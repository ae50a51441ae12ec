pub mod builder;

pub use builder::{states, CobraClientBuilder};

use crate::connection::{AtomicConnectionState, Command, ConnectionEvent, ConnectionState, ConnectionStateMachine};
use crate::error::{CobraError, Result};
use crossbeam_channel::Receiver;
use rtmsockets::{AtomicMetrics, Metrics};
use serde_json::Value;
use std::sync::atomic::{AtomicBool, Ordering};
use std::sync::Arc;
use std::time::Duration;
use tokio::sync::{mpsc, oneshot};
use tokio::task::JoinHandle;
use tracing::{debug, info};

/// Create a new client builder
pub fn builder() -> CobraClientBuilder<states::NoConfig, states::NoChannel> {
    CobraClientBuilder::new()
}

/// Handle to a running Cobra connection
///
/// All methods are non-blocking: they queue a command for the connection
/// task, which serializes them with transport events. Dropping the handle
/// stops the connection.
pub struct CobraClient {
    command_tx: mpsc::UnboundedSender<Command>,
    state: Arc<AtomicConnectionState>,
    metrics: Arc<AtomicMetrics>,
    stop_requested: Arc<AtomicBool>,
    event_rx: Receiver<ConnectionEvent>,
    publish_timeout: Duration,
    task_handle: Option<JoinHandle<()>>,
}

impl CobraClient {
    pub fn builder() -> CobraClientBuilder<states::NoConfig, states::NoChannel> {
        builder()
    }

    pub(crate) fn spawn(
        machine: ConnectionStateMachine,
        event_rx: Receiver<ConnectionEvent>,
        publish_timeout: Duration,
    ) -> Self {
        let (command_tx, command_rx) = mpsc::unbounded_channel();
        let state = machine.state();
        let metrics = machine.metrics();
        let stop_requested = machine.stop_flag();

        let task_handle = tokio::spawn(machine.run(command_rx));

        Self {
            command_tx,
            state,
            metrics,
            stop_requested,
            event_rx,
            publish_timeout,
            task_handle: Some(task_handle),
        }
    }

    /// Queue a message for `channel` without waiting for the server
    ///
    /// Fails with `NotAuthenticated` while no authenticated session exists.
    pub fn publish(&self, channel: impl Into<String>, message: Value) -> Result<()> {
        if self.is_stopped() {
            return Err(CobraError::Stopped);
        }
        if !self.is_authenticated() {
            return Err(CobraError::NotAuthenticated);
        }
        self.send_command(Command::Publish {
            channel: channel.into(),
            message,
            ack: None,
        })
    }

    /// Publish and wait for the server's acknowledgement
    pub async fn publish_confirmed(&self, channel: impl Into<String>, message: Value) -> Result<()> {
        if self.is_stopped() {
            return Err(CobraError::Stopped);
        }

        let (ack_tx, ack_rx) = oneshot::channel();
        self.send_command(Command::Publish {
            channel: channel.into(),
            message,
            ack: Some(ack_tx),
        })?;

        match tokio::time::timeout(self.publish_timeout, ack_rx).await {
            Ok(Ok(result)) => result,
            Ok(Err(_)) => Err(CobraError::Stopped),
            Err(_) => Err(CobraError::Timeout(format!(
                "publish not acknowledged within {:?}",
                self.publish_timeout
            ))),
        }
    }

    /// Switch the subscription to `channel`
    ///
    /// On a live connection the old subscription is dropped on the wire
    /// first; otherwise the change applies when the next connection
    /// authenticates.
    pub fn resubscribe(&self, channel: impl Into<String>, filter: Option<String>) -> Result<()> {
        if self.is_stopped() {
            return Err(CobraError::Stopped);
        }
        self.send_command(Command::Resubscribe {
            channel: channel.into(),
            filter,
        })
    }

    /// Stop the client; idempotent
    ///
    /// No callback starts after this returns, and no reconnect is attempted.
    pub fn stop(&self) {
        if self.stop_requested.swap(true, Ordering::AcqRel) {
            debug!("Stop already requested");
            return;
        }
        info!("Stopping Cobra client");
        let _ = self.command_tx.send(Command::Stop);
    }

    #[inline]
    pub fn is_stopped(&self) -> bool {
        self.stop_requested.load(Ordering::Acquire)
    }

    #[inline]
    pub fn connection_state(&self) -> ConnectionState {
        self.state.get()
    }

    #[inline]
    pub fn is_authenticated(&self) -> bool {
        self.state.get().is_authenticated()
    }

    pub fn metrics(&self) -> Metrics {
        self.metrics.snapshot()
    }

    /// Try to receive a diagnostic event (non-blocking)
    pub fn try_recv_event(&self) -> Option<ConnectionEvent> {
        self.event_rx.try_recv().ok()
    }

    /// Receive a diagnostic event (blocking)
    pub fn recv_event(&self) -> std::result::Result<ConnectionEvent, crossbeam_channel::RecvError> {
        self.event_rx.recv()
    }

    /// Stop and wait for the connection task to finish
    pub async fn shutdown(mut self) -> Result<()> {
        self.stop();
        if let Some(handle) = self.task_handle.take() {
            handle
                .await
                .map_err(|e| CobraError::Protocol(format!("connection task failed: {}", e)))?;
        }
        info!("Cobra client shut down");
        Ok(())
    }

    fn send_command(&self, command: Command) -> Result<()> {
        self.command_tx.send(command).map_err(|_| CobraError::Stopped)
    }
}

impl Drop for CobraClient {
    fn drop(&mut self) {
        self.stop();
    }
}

+---+

Brief:
Whatever appears in the records must be returned exactly.

Answer space:
repository ae50a51441ae12ec
pub mod builder;

pub use builder::{states, CobraClientBuilder};

use crate::connection::{AtomicConnectionState, Command, ConnectionEvent, ConnectionState, ConnectionStateMachine};
use crate::error::{CobraError, Result};
use crossbeam_channel::Receiver;
use rtmsockets::{AtomicMetrics, Metrics};
use serde_json::Value;
use std::sync::atomic::{AtomicBool, Ordering};
use std::sync::Arc;
use std::time::Duration;
use tokio::sync::{mpsc, oneshot};
use tokio::task::JoinHandle;
use tracing::{debug, info};

/// Create a new client builder
pub fn builder() -> CobraClientBuilder<states::NoConfig, states::NoChannel> {
    CobraClientBuilder::new()
}

/// Handle to a running Cobra connection
///
/// All methods are non-blocking: they queue a command for the connection
/// task, which serializes them with transport events. Dropping the handle
/// stops the connection.
pub struct CobraClient {
    command_tx: mpsc::UnboundedSender<Command>,
    state: Arc<AtomicConnectionState>,
    metrics: Arc<AtomicMetrics>,
    stop_requested: Arc<AtomicBool>,
    event_rx: Receiver<ConnectionEvent>,
    publish_timeout: Duration,
    task_handle: Option<JoinHandle<()>>,
}

impl CobraClient {
    pub fn builder() -> CobraClientBuilder<states::NoConfig, states::NoChannel> {
        builder()
    }

    pub(crate) fn spawn(
        machine: ConnectionStateMachine,
        event_rx: Receiver<ConnectionEvent>,
        publish_timeout: Duration,
    ) -> Self {
        let (command_tx, command_rx) = mpsc::unbounded_channel();
        let state = machine.state();
        let metrics = machine.metrics();
        let stop_requested = machine.stop_flag();

        let task_handle = tokio::spawn(machine.run(command_rx));

        Self {
            command_tx,
            state,
            metrics,
            stop_requested,
            event_rx,
            publish_timeout,
            task_handle: Some(task_handle),
        }
    }

    /// Queue a message for `channel` without waiting for the server
    ///
    /// Fails with `NotAuthenticated` while no authenticated session exists.
    pub fn publish(&self, channel: impl Into<String>, message: Value) -> Result<()> {
        if self.is_stopped() {
            return Err(CobraError::Stopped);
        }
        if !self.is_authenticated() {
            return Err(CobraError::NotAuthenticated);
        }
        self.send_command(Command::Publish {
            channel: channel.into(),
            message,
            ack: None,
        })
    }

    /// Publish and wait for the server's acknowledgement
    pub async fn publish_confirmed(&self, channel: impl Into<String>, message: Value) -> Result<()> {
        if self.is_stopped() {
            return Err(CobraError::Stopped);
        }

        let (ack_tx, ack_rx) = oneshot::channel();
        self.send_command(Command::Publish {
            channel: channel.into(),
            message,
            ack: Some(ack_tx),
        })?;

        match tokio::time::timeout(self.publish_timeout, ack_rx).await {
            Ok(Ok(result)) => result,
            Ok(Err(_)) => Err(CobraError::Stopped),
            Err(_) => Err(CobraError::Timeout(format!(
                "publish not acknowledged within {:?}",
                self.publish_timeout
            ))),
        }
    }

    /// Switch the subscription to `channel`
    ///
    /// On a live connection the old subscription is dropped on the wire
    /// first; otherwise the change applies when the next connection
    /// authenticates.
    pub fn resubscribe(&self, channel: impl Into<String>, filter: Option<String>) -> Result<()> {
        if self.is_stopped() {
            return Err(CobraError::Stopped);
        }
        self.send_command(Command::Resubscribe {
            channel: channel.into(),
            filter,
        })
    }

    /// Stop the client; idempotent
    ///
    /// No callback starts after this returns, and no reconnect is attempted.
    pub fn stop(&self) {
        if self.stop_requested.swap(true, Ordering::AcqRel) {
            debug!("Stop already requested");
            return;
        }
        info!("Stopping Cobra client");
        let _ = self.command_tx.send(Command::Stop);
    }

    #[inline]
    pub fn is_stopped(&self) -> bool {
        self.stop_requested.load(Ordering::Acquire)
    }

    #[inline]
    pub fn connection_state(&self) -> ConnectionState {
        self.state.get()
    }

    #[inline]
    pub fn is_authenticated(&self) -> bool {
        self.state.get().is_authenticated()
    }

    pub fn metrics(&self) -> Metrics {
        self.metrics.snapshot()
    }

    /// Try to receive a diagnostic event (non-blocking)
    pub fn try_recv_event(&self) -> Option<ConnectionEvent> {
        self.event_rx.try_recv().ok()
    }

    /// Receive a diagnostic event (blocking)
    pub fn recv_event(&self) -> std::result::Result<ConnectionEvent, crossbeam_channel::RecvError> {
        self.event_rx.recv()
    }

    /// Stop and wait for the connection task to finish
    pub async fn shutdown(mut self) -> Result<()> {
        self.stop();
        if let Some(handle) = self.task_handle.take() {
            handle
                .await
                .map_err(|e| CobraError::Protocol(format!("connection task failed: {}", e)))?;
        }
        info!("Cobra client shut down");
        Ok(())
    }

    fn send_command(&self, command: Command) -> Result<()> {
        self.command_tx.send(command).map_err(|_| CobraError::Stopped)
    }
}

impl Drop for CobraClient {
    fn drop(&mut self) {
        self.stop();
    }
}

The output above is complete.